NEW YORK — Super Bowl ads have morphed into soap operas.
Dwayne “The Rock” Johnson shrugged off aliens and other villains so he could get more milk for his kids at breakfast in a Super Bowl spot for the Milk Processor Education Program. Anheuser-Busch’s commercial told the story of a baby Clydesdale growing up and returning to his owner for a heartfelt hug years later. And a Jeep ad portrayed the trials and triumphs of families waiting for their return of family members.
The reason for all the drama? With 30-second spots going for as much as $4 million this year and more than 111 million viewers expected to tune in, marketers are constantly looking for ways to make their ads stand out.
“A lot of advertisers are running long commercials to tell these stories that engage people often in a very emotional way,” said Tim Calkins, clinical professor of marketing at the Kellogg School of Management at Northwestern.
Tear-jerking epics: Chrysler started the long-format commercial trend last year. This year, Chrysler led the trend again with its two-minute salute to troops and their families. The ad featured Oprah Winfrey reading a letter from the Jeep brand to encourage families to stay hopeful.

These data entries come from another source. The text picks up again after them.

//! Work Sidebar Component
//!
//! Section menu of the staff and admin dashboards.

use leptos::prelude::*;

use crate::route::WorkSection;

fn section_icon(section: WorkSection) -> &'static str {
    match section {
        WorkSection::Dashboard => "📊",
        WorkSection::Services => "🩺",
        WorkSection::Staff => "👥",
        WorkSection::Appointments => "📅",
        WorkSection::Messages => "💬",
        WorkSection::Feedback => "⭐",
        WorkSection::Records => "📁",
        WorkSection::Settings => "⚙️",
    }
}

/// Menu entries plus the account settings entry in the footer
#[component]
pub fn WorkSidebar(menu: &'static [WorkSection], section: RwSignal<WorkSection>) -> impl IntoView {
    let nav_button = move |target: WorkSection| {
        view! {
            <button
                class={move || if section.get() == target { "nav-item active" } else { "nav-item" }}
                on:click=move |_| section.set(target)
            >
                <span class="nav-item-icon">{section_icon(target)}</span>
                {target.label()}
            </button>
        }
    };

    view! {
        <aside class="sidebar">
            <div class="sidebar-header"><h3>"Main Menu"</h3></div>
            <nav class="sidebar-nav">
                {menu.iter().copied().map(nav_button).collect_view()}
            </nav>
            <div class="sidebar-separator"></div>
            <div class="sidebar-footer">
                <h4>"Others"</h4>
                {nav_button(WorkSection::Settings)}
            </div>
        </aside>
    }
}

Audi’s 60-second ad in the first quarter, that featured an ending that was voted on by viewers prior to the game, showed the story of a boy gaining confidence from driving his father’s Audi to the prom, kissing the prom queen and getting decked by the prom king.
The Audi mini-epic was a favorite of Super Bowl viewer Stephanie Bice, 39, a business development director in Oklahoma City.
“It was fun and whimsical,” Bice said.
Meanwhile, Anheuser-Busch pulled at heartstrings with a spot about a baby Clydesdale growing up and moving away from his farm and his trainer. The horse remembered the trainer after returning for a parade, and raced to hug him.